Bentz’s amendment also calls for the Air Force to explain its plans to procure fewer F-15EXs. Service leaders have adjusted their plans for the F-15 fleet recently, and that includes a smaller buy of F-15EXs to free up funds for other priorities.
Similarly, an amendment by Rep. Adam Kinzinger (R-Ill.) would prohibit the Air National Guard from retiring the RC-26 Condor, a tactical ISR platform the Guard has also used for counternarcotics, disaster response, and civil support missions.
Kinzinger’s amendment does allow the Secretary of the Air Force to retire individual RC-26s on a case-by-case basis if they are no longer mission capable, but it would force the Air National Guard to provide more funding for a platform that leaders say costs millions of dollars per year to keep going.
Those same leaders have said they can use other, cheaper technologies such as drones to perform the same missions the RC-26 handles, but Kinzinger’s amendment would require the Guard to maintain “a fleet of fixed wing, manned ISR/IAA aircraft.” The provision would also require an independent assessment of how the Air Force can modernize that fleet over the next decade.
Finally, Rep.

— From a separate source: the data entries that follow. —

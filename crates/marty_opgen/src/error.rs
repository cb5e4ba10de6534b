/*
    MartyPC
    https://github.com/dbalsom/martypc

    Copyright 2022-2025 Daniel Balsom

    Permission is hereby granted, free of charge, to any person obtaining a
    copy of this software and associated documentation files (the “Software”),
    to deal in the Software without restriction, including without limitation
    the rights to use, copy, modify, merge, publish, distribute, sublicense,
    and/or sell copies of the Software, and to permit persons to whom the
    Software is furnished to do so, subject to the following conditions:

    The above copyright notice and this permission notice shall be included in
    all copies or substantial portions of the Software.

    THE SOFTWARE IS PROVIDED “AS IS”, WITHOUT WARRANTY OF ANY KIND, EXPRESS OR
    IMPLIED, INCLUDING BUT NOT LIMITED TO THE WARRANTIES OF MERCHANTABILITY,
    FITNESS FOR A PARTICULAR PURPOSE AND NONINFRINGEMENT. IN NO EVENT SHALL THE
    AUTHORS OR COPYRIGHT HOLDERS BE LIABLE FOR ANY CLAIM, DAMAGES OR OTHER
    LIABILITY, WHETHER IN AN ACTION OF CONTRACT, TORT OR OTHERWISE, ARISING
    FROM, OUT OF OR IN CONNECTION WITH THE SOFTWARE OR THE USE OR OTHER
    DEALINGS IN THE SOFTWARE.

    ---------------------------------------------------------------------------

    error.rs

    Defines the error type for the opcode generator. Every fault carries the
    identity of the offending opcode or family and maps onto a fault class.

*/

use std::fmt::{self, Display};

use crate::{flags::Flag, table::OpcodeKey};

/// The broad category of a generation fault.
#[derive(Copy, Clone, Debug, PartialEq, Eq)]
pub enum FaultClass {
    /// The opcode table, or the table and the authored catalog, disagree with themselves.
    DataInconsistency,
    /// An opcode in the table has no authored semantics.
    AuthoringGap,
    /// A computed flag has no way of being computed.
    FlagSpecViolation,
    /// A family's test fixtures do not cover what the generated tests need.
    TestFixtureMissing,
}

impl Display for FaultClass {
    fn fmt(&self, f: &mut fmt::Formatter) -> fmt::Result {
        match self {
            FaultClass::DataInconsistency => write!(f, "data inconsistency"),
            FaultClass::AuthoringGap => write!(f, "authoring gap"),
            FaultClass::FlagSpecViolation => write!(f, "flag specification violation"),
            FaultClass::TestFixtureMissing => write!(f, "missing test fixture"),
        }
    }
}

#[derive(thiserror::Error, Debug)]
pub enum OpgenError {
    #[error("Malformed opcode table: {0}")]
    TableParse(#[from] serde_json::Error),
    #[error("Invalid opcode key '{0}'")]
    InvalidOpcodeKey(String),
    #[error("Opcode {key}: invalid {flag} flag state '{state}'")]
    InvalidFlagState { key: OpcodeKey, flag: Flag, state: String },
    #[error("Opcode {key}: expected one or two cycle counts, found {count}")]
    InvalidCycles { key: OpcodeKey, count: usize },
    #[error("Opcode {key}: byte length {length} does not fit its operands")]
    InvalidLength { key: OpcodeKey, length: u8 },
    #[error("Opcode {key} is claimed by both '{first}' and '{second}'")]
    DuplicateOpcode {
        key:    OpcodeKey,
        first:  String,
        second: String,
    },
    #[error("Family '{family}' claims opcode {key}, which is not in the opcode table")]
    MissingOpcode { family: String, key: OpcodeKey },
    #[error("Family name '{0}' is used more than once")]
    DuplicateFamily(String),
    #[error("Family '{0}' claims no opcodes")]
    EmptyFamily(String),
    #[error("Opcode {key}: unsupported operand '{operand}'")]
    UnsupportedOperand { key: OpcodeKey, operand: String },
    #[error("Family '{family}', opcode {key}: {reason}")]
    UnsupportedLayout {
        family: String,
        key:    OpcodeKey,
        reason: String,
    },
    #[error("Instruction data not unique for family '{family}': {opcodes}")]
    DivergentFamily { family: String, opcodes: String },
    #[error("No authored semantics for {mnemonic} ({opcodes})")]
    AuthoringGap { mnemonic: String, opcodes: String },
    #[error("Family '{family}', {flag} flag: {reason}")]
    FlagSpecViolation {
        family: String,
        flag:   Flag,
        reason: String,
    },
    #[error("Family '{family}', opcode {key}: {reason}")]
    TestFixtureMissing {
        family: String,
        key:    OpcodeKey,
        reason: String,
    },
    #[error("Family '{family}', opcode {key}: invalid fixture: {reason}")]
    InvalidFixture {
        family: String,
        key:    OpcodeKey,
        reason: String,
    },
}

impl OpgenError {
    pub fn class(&self) -> FaultClass {
        match self {
            OpgenError::TableParse(_)
            | OpgenError::InvalidOpcodeKey(_)
            | OpgenError::InvalidFlagState { .. }
            | OpgenError::InvalidCycles { .. }
            | OpgenError::InvalidLength { .. }
            | OpgenError::DuplicateOpcode { .. }
            | OpgenError::MissingOpcode { .. }
            | OpgenError::DuplicateFamily(_)
            | OpgenError::EmptyFamily(_)
            | OpgenError::UnsupportedOperand { .. }
            | OpgenError::UnsupportedLayout { .. }
            | OpgenError::DivergentFamily { .. } => FaultClass::DataInconsistency,
            OpgenError::AuthoringGap { .. } => FaultClass::AuthoringGap,
            OpgenError::FlagSpecViolation { .. } => FaultClass::FlagSpecViolation,
            OpgenError::TestFixtureMissing { .. } | OpgenError::InvalidFixture { .. } => {
                FaultClass::TestFixtureMissing
            }
        }
    }
}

Guy Reschenthaler (R-Penn.) proposed an amendment that would stop short of blocking the Air Force from retiring any KC-135s, but it would express the sense that the service shouldn’t do so without replacing them on a one-for-one basis with KC-46s.
All three amendments were included in en bloc packages for consideration on the House floor, meaning they are virtually guaranteed to be approved.
Space Force Cyber Squadrons
Another amendment included in a package addresses how the Space Force will fill its current and future cyber-focused squadrons. Specifically, the provision by Rep. Stephanie Murphy (D-Fla.) would require the Secretary of the Air Force and the Chief of Space Operations to review the staffing requirements for those squadrons.
“Specifically, the review shall consider the specific sourcing of existing billets of the Space Force that are optimal for transfer to cyber squadrons, and the administrative process required to shift such billets to cyber squadrons,” the amendment’s summary reads.
The Space Force currently has three cyber squadrons—the 61st Cyber Squadron, the 62nd CYS, and the 65th CYS—as part of Space Delta 6. According to media reports, four more will stand up in the near future.
Cancer Study
A recent study from the Air Force revealed that fighter pilots from 1970 to 2004 experienced higher rates of certain kinds of cancer, and advocates are pushing for more study on the issue, to include more services, aircrew, and other areas.
Rep. August Pfluger (R-Texas), a former Air Force pilot, is one such advocate, and he included an amendment that would direct the Secretary of Veterans Affairs to work with the National Academies of Sciences, Engineering, and Medicine to “study the incidence of and mortality of cancer among individuals who served in the Navy, Air Force, or Marine Corps as aviators and aircrew.”
Pfluger’s amendment would also cover maintainers, and it would require the study to look at “chemicals, compounds, agents, and other phenomena” that could potentially be linked to higher rates of cancer among the individuals studied. The results of the study would have to be reported to Congress by the end of 2025.